■ Extracted material

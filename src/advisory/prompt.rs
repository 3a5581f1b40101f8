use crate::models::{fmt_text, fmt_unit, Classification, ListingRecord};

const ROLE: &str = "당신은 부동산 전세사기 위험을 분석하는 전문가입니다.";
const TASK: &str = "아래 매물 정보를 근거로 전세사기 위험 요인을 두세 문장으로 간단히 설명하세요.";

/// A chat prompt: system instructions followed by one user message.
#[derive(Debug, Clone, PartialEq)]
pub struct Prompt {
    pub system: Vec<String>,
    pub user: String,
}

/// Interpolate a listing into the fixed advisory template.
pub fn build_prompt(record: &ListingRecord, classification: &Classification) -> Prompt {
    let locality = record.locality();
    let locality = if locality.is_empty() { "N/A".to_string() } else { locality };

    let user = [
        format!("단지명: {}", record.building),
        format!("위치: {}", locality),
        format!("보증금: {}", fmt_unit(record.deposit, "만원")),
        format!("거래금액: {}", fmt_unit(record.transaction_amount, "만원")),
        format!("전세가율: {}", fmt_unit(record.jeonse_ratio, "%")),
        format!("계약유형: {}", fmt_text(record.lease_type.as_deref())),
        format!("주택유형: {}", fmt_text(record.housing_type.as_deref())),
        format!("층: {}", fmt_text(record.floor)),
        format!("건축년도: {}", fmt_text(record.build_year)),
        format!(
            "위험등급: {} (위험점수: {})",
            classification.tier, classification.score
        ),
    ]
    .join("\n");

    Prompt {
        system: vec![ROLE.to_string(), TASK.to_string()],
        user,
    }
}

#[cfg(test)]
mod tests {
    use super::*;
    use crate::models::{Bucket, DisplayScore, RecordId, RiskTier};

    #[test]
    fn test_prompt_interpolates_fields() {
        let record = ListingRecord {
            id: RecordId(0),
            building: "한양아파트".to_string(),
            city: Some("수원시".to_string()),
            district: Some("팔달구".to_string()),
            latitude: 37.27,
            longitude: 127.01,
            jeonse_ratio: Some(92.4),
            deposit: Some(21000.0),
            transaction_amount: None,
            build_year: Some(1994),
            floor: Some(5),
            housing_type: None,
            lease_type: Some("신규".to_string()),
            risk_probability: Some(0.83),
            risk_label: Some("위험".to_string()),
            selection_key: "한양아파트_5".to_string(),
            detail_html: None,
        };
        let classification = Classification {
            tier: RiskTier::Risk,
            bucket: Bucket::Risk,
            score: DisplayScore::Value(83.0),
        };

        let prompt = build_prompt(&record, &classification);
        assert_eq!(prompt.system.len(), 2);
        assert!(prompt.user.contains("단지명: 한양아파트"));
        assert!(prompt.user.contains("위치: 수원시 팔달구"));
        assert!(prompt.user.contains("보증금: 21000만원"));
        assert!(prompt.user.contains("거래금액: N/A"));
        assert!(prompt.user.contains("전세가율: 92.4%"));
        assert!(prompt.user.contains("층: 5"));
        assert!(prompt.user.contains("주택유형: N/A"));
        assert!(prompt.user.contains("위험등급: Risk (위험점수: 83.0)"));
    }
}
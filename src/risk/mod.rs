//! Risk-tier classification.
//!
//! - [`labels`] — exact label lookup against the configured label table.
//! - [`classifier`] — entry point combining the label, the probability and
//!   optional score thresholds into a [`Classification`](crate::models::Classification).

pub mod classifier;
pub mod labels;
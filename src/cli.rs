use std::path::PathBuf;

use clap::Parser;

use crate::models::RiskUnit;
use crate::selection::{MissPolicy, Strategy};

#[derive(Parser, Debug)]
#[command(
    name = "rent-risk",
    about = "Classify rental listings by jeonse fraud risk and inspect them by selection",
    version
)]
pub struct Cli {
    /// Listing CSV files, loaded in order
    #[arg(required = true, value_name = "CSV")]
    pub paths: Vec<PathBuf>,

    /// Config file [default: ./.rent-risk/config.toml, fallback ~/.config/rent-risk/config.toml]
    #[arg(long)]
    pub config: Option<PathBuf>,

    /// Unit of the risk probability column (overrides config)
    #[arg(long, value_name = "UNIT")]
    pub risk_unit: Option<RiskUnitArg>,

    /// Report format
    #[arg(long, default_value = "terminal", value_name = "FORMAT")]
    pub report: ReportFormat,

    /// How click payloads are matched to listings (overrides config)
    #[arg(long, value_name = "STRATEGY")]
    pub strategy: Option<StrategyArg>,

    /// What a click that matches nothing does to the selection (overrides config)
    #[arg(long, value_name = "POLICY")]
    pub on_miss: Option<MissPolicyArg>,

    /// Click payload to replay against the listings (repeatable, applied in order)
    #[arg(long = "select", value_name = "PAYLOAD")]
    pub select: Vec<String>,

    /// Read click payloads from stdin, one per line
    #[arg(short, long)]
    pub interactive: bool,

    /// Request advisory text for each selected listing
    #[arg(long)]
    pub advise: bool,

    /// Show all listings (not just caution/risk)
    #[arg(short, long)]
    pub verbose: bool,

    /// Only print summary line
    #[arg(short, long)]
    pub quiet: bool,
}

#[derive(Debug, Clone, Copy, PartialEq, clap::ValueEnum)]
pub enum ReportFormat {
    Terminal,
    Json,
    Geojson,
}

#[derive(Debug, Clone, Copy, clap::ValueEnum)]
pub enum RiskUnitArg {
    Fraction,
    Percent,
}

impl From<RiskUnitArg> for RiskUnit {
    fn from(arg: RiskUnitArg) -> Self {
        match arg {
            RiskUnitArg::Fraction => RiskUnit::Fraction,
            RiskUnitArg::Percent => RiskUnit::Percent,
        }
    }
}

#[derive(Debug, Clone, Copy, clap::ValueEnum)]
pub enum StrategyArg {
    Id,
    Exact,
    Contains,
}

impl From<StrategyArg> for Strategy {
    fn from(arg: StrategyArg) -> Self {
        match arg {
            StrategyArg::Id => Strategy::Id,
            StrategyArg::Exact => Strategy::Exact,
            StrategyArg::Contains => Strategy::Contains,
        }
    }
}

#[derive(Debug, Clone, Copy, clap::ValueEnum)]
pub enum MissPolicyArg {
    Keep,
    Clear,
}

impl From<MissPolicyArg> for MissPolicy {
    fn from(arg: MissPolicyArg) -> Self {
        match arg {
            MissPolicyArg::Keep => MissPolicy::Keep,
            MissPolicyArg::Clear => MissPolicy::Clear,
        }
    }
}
--
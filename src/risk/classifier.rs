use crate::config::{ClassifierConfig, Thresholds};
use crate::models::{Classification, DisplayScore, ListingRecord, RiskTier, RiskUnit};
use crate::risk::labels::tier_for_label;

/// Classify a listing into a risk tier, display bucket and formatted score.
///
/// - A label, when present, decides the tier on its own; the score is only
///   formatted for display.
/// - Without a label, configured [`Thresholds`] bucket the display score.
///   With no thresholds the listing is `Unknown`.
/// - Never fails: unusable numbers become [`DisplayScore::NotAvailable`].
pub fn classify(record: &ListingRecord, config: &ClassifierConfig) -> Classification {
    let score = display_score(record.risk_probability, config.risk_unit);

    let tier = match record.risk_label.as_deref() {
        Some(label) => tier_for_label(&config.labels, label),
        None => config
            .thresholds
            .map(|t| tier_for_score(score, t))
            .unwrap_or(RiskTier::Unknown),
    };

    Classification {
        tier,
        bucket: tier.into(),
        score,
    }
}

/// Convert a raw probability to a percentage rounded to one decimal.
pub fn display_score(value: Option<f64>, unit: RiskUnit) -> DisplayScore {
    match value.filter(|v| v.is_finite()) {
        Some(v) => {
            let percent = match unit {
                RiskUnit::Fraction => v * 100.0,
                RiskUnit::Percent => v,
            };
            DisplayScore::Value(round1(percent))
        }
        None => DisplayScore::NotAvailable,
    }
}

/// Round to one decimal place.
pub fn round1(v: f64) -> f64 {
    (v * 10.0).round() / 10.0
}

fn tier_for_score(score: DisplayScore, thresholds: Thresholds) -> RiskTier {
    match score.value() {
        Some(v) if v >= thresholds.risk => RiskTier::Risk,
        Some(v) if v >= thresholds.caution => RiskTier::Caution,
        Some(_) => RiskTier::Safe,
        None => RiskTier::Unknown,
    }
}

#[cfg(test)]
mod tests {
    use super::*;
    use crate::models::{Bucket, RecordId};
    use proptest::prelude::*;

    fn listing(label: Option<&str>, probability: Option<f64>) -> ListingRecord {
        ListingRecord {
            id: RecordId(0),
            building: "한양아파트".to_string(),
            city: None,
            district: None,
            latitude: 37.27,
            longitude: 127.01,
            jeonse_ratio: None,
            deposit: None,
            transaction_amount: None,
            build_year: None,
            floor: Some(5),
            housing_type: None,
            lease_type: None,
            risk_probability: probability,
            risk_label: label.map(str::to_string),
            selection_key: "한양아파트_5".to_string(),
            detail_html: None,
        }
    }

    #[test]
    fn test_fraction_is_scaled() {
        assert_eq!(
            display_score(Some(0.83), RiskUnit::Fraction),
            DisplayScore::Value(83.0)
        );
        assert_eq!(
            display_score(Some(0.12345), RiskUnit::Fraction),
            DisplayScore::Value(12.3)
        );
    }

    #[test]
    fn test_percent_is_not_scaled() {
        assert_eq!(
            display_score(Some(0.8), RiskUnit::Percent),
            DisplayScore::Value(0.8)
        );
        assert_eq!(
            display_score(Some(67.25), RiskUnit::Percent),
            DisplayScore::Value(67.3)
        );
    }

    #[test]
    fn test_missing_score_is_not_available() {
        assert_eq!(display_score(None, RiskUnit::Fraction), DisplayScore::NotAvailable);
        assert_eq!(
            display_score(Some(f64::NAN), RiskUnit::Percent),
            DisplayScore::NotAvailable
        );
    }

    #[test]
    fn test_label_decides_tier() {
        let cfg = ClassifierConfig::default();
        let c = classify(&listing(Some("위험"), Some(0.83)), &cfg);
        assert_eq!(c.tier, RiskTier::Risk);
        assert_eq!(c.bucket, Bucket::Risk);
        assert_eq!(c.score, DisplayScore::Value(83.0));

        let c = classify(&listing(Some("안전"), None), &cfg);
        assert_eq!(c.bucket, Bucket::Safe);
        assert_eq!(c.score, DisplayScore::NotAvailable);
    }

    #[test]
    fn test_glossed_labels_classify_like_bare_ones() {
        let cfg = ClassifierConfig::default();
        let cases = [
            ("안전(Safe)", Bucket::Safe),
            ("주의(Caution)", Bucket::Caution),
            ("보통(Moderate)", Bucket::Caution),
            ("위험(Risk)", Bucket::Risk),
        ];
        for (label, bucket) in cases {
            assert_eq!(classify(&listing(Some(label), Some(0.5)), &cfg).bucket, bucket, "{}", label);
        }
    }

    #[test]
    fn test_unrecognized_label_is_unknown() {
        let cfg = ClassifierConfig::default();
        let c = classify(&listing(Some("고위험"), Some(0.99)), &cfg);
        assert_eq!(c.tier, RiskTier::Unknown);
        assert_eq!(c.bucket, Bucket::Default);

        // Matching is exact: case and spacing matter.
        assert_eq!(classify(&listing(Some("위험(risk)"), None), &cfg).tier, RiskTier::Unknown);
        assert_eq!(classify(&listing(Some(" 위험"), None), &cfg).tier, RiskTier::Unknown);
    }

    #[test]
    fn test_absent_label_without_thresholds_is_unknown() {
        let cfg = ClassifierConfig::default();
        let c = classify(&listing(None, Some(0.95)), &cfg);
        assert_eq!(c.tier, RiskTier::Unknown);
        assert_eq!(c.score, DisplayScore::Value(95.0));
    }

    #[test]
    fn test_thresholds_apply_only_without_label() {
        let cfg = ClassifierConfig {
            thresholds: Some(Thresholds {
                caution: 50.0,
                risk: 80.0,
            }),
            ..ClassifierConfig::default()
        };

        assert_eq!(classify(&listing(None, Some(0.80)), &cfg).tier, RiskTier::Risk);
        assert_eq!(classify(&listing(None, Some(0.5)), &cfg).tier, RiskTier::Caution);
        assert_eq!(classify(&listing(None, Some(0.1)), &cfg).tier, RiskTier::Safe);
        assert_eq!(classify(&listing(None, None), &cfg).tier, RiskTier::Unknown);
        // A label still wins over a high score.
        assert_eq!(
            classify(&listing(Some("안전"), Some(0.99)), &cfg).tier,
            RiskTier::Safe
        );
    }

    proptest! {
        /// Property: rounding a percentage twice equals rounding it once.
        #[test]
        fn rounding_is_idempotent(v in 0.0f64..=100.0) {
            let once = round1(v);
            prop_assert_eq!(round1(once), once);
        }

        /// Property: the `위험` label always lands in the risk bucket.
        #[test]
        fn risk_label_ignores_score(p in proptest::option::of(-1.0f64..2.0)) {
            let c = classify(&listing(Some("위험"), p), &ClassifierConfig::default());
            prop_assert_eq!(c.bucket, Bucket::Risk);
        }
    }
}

■ Exercise prompt
Reproduce exactly, and with no other material, the lines between those holding "filename src/advisory/prompt.rs" and "pub struct Prompt", inclusive.

■ Solution to the problem
filename src/advisory/prompt.rs
repository 3a5581f1b40101f8
use crate::models::{fmt_text, fmt_unit, Classification, ListingRecord};

const ROLE: &str = "당신은 부동산 전세사기 위험을 분석하는 전문가입니다.";
const TASK: &str = "아래 매물 정보를 근거로 전세사기 위험 요인을 두세 문장으로 간단히 설명하세요.";

/// A chat prompt: system instructions followed by one user message.
#[derive(Debug, Clone, PartialEq)]
pub struct Prompt {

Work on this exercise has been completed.